**About this exercise**
Beginning with the first line of the data below, reproduce every line unchanged, ending with the line that holds "pub fn as_str(&self)".

**Dataset extract**
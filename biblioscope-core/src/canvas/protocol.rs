//! Render-target state types and the serializable page snapshot.

use chrono::{DateTime, Utc};
use serde::{Deserialize, Serialize};
use std::collections::BTreeMap;
use uuid::Uuid;

use super::components::ChartSpec;

/// What a render target currently shows.
#[derive(Debug, Clone, Default, PartialEq, Eq, Serialize, Deserialize)]
#[serde(tag = "kind", content = "body", rename_all = "lowercase")]
pub enum TargetContent {
    #[default]
    Empty,
    /// Escaped HTML fragment.
    Markup(String),
    /// Plain text content.
    Text(String),
}

impl TargetContent {
    pub fn as_str(&self) -> &str {
        match self {
            TargetContent::Empty => "",
            TargetContent::Markup(s) | TargetContent::Text(s) => s,
        }
    }

    pub fn is_empty(&self) -> bool {
        self.as_str().is_empty()
    }
}

/// State of one named render target.
#[derive(Debug, Clone, PartialEq, Eq, Serialize, Deserialize)]
pub struct TargetState {
    pub content: TargetContent,
    /// Current value, for input targets.
    pub value: String,
    pub visible: bool,
    pub enabled: bool,
}

impl Default for TargetState {
    fn default() -> Self {
        Self {
            content: TargetContent::Empty,
            value: String::new(),
            visible: true,
            enabled: true,
        }
    }
}

/// A live chart widget bound to a target.
#[derive(Debug, Clone, PartialEq, Serialize, Deserialize)]
pub struct ChartWidget {
    pub id: Uuid,
    pub target: String,
    pub spec: ChartSpec,
    pub created_at: DateTime<Utc>,
}

/// A blocking user notification (the page's alert).
#[derive(Debug, Clone, PartialEq, Serialize, Deserialize)]
pub struct Notification {
    pub message: String,
    pub raised_at: DateTime<Utc>,
}

impl Notification {
    pub fn new(message: impl Into<String>) -> Self {
        Self {
            message: message.into(),
            raised_at: Utc::now(),
        }
    }
}

/// Full snapshot of the page.
#[derive(Debug, Clone, Default, PartialEq, Serialize, Deserialize)]
pub struct CanvasSnapshot {
    pub targets: BTreeMap<String, TargetState>,
    pub charts: Vec<ChartWidget>,
    pub notifications: Vec<Notification>,
}
#[cfg(test)]
mod tests {
    use super::*;
    use crate::api::{ApiRequest, MockBackend};
    use crate::canvas::Canvas;
    use serde_json::json;

    fn setup(entity: EntityType) -> (Arc<MockBackend>, Arc<Canvas>, EntityDetailLoader) {
        let mock = Arc::new(MockBackend::new());
        let canvas = Arc::new(Canvas::new());
        let loader = EntityDetailLoader::new(
            entity,
            AnalyticsClient::new(mock.clone()),
            canvas.clone(),
            UiConfig::default(),
        );
        (mock, canvas, loader)
    }

    fn script_country(mock: &MockBackend, id: &str, h: f64, field: &str) {
        mock.respond(
            ApiRequest::Overview {
                entity: EntityType::Country,
                id: id.into(),
            },
            json!({"average_h_index": h, "average_rii": 1.1, "ranking": 4}),
        );
        mock.respond(
            ApiRequest::CountryInstitutions {
                country_id: id.into(),
            },
            json!({"by_h_index": [{"name": "Sorbonne", "average_h_index": 50}], "by_rii": []}),
        );
        mock.respond(
            ApiRequest::FieldDistribution {
                entity: EntityType::Country,
                id: id.into(),
            },
            json!([{"field": field, "percentage": 60}, {"field": "Other", "percentage": 40}]),
        );
    }

    #[tokio::test]
    async fn test_country_detail_renders_every_part() {
        let (mock, canvas, loader) = setup(EntityType::Country);
        script_country(&mock, "c1", 31.5, "Physics");

        let report = loader.load_detail("c1").await;

        assert!(report.all_applied());
        assert_eq!(loader.phase(), LoadPhase::Settled);
        let stats = canvas.content(targets::STATS);
        assert!(stats.contains("31.5"));
        assert!(stats.contains("#4"));
        assert!(canvas.content(targets::INSTITUTIONS_BY_H).contains("Sorbonne"));
        assert!(canvas.content(targets::INSTITUTIONS_BY_RII).contains("No data"));
        assert_eq!(canvas.live_charts(targets::FIELDS_CHART), 1);
        assert_eq!(
            canvas.chart(targets::FIELDS_CHART).unwrap().labels,
            vec!["Physics", "Other"]
        );
    }

    #[tokio::test]
    async fn test_researcher_detail_placeholders() {
        let (mock, canvas, loader) = setup(EntityType::Researcher);
        mock.respond(
            ApiRequest::Overview {
                entity: EntityType::Researcher,
                id: "r1".into(),
            },
            json!({"h_index": 12, "rii": 0.8}),
        );
        mock.respond(
            ApiRequest::ResearcherArticles { id: "r1".into() },
            json!([{"title": "On Graphs", "journal_name": null, "publication_date": null, "cited_by_count": 3}]),
        );
        mock.respond(ApiRequest::ResearcherCoauthors { id: "r1".into() }, json!([]));
        mock.respond(
            ApiRequest::FieldDistribution {
                entity: EntityType::Researcher,
                id: "r1".into(),
            },
            json!([]),
        );

        let report = loader.load_detail("r1").await;

        assert!(report.all_applied());
        let profile = canvas.content(targets::PROFILE);
        assert!(profile.contains("<span>12</span>"));
        assert!(profile.contains("Publications<br><span>-</span>"));
        assert_eq!(
            canvas.content(targets::ARTICLES),
            "<tr><td>On Graphs</td><td>-</td><td>-</td><td>3</td></tr>"
        );
        // Empty distribution still draws a chart with zero segments.
        assert_eq!(canvas.chart(targets::FIELDS_CHART).unwrap().segment_count(), 0);
    }

    #[tokio::test]
    async fn test_failed_part_notifies_and_stays_cleared() {
        let (mock, canvas, loader) = setup(EntityType::Institution);
        canvas.set_html(targets::STATS, "<div>previous</div>".into());
        mock.fail(
            ApiRequest::Overview {
                entity: EntityType::Institution,
                id: "i1".into(),
            },
            ExplorerError::Timeout { timeout_secs: 15 },
        );
        mock.respond(
            ApiRequest::FieldDistribution {
                entity: EntityType::Institution,
                id: "i1".into(),
            },
            json!([{"field": "AI", "percentage": 100}]),
        );

        let report = loader.load_detail("i1").await;

        assert_eq!(report.failures().len(), 1);
        assert_eq!(report.failures()[0].0, DetailPart::Overview);
        assert_eq!(canvas.content(targets::STATS), "");
        assert_eq!(canvas.notifications(), vec!["Failed to fetch overview"]);
        assert_eq!(canvas.live_charts(targets::FIELDS_CHART), 1);
        assert_eq!(loader.phase(), LoadPhase::Settled);
    }

    #[tokio::test]
    async fn test_reload_replaces_chart() {
        let (mock, canvas, loader) = setup(EntityType::Country);
        script_country(&mock, "c1", 10.0, "Physics");
        script_country(&mock, "c2", 20.0, "Biology");

        loader.load_detail("c1").await;
        let first = loader.chart_handle().unwrap();
        loader.load_detail("c2").await;

        assert!(!canvas.is_chart_live(first.id));
        assert_eq!(canvas.live_charts(targets::FIELDS_CHART), 1);
        assert_eq!(canvas.chart(targets::FIELDS_CHART).unwrap().labels[0], "Biology");
    }

    #[tokio::test]
    async fn test_field_detail_records_country_rows() {
        let (mock, canvas, loader) = setup(EntityType::Field);
        mock.respond(
            ApiRequest::FieldOverview {
                field: "AI".into(),
            },
            json!([]),
        );
        mock.respond(
            ApiRequest::FieldCountries {
                field: "AI".into(),
            },
            json!([{"country": "France", "country_id": 9, "percentage": 12.5}]),
        );

        loader.load_detail("AI").await;

        assert!(canvas.content(targets::BY_H).contains("No data"));
        assert!(canvas.content(targets::COUNTRIES).contains("width:12.5%"));
        assert_eq!(
            loader.drilldown_context(0),
            Some(DrilldownContext {
                field: "AI".into(),
                country: "France".into(),
                country_id: "9".into(),
            })
        );
        assert_eq!(loader.drilldown_context(1), None);
    }

    #[tokio::test]
    async fn test_null_names_render_placeholder_without_failing_part() {
        let (mock, canvas, loader) = setup(EntityType::Field);
        mock.respond(
            ApiRequest::FieldOverview {
                field: "AI".into(),
            },
            json!({
                "by_h_index": [{"full_name": null, "h_index": 40}, {"full_name": "B", "h_index": 30}],
                "by_rii": []
            }),
        );
        mock.respond(
            ApiRequest::FieldCountries {
                field: "AI".into(),
            },
            json!([
                {"country": null, "country_id": 3, "percentage": 10},
                {"country": "Chile", "country_id": null, "percentage": 5}
            ]),
        );

        let report = loader.load_detail("AI").await;

        assert!(report.all_applied());
        assert!(canvas.notifications().is_empty());
        let by_h = canvas.content(targets::BY_H);
        assert!(by_h.contains("<strong>-</strong>"));
        assert!(by_h.contains("<strong>B</strong>"));
        let countries = canvas.content(targets::COUNTRIES);
        assert!(countries.contains("<span>-</span>"));
        assert!(countries.contains("Chile"));
        assert_eq!(loader.drilldown_context(0).map(|c| c.country), Some("-".to_string()));
        assert_eq!(loader.drilldown_context(1), None);
    }

    #[tokio::test]
    async fn test_null_field_label_charts_as_placeholder() {
        let (mock, canvas, loader) = setup(EntityType::Institution);
        mock.respond(
            ApiRequest::Overview {
                entity: EntityType::Institution,
                id: "i2".into(),
            },
            json!({"average_h_index": 5}),
        );
        mock.respond(
            ApiRequest::FieldDistribution {
                entity: EntityType::Institution,
                id: "i2".into(),
            },
            json!([{"field": null, "percentage": 70}, {"field": "AI", "percentage": 30}]),
        );

        let report = loader.load_detail("i2").await;

        assert!(report.all_applied());
        let chart = canvas.chart(targets::FIELDS_CHART).unwrap();
        assert_eq!(chart.labels, vec!["-".to_string(), "AI".to_string()]);
    }

    #[tokio::test]
    async fn test_clear_returns_to_idle() {
        let (mock, canvas, loader) = setup(EntityType::Institution);
        mock.respond(
            ApiRequest::Overview {
                entity: EntityType::Institution,
                id: "i1".into(),
            },
            json!({"average_h_index": 5}),
        );
        mock.respond(
            ApiRequest::FieldDistribution {
                entity: EntityType::Institution,
                id: "i1".into(),
            },
            json!([{"field": "AI", "percentage": 100}]),
        );
        loader.load_detail("i1").await;

        loader.clear();

        assert_eq!(loader.phase(), LoadPhase::Idle);
        assert_eq!(loader.current_id(), None);
        assert_eq!(canvas.content(targets::STATS), "");
        assert_eq!(canvas.total_live_charts(), 0);
    }
}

**Reply to the exercise**
filename biblioscope-core/src/canvas/protocol.rs
//! Render-target state types and the serializable page snapshot.

use chrono::{DateTime, Utc};
use serde::{Deserialize, Serialize};
use std::collections::BTreeMap;
use uuid::Uuid;

use super::components::ChartSpec;

/// What a render target currently shows.
#[derive(Debug, Clone, Default, PartialEq, Eq, Serialize, Deserialize)]
#[serde(tag = "kind", content = "body", rename_all = "lowercase")]
pub enum TargetContent {
    #[default]
    Empty,
    /// Escaped HTML fragment.
    Markup(String),
    /// Plain text content.
    Text(String),
}

impl TargetContent {
    pub fn as_str(&self) -> &str {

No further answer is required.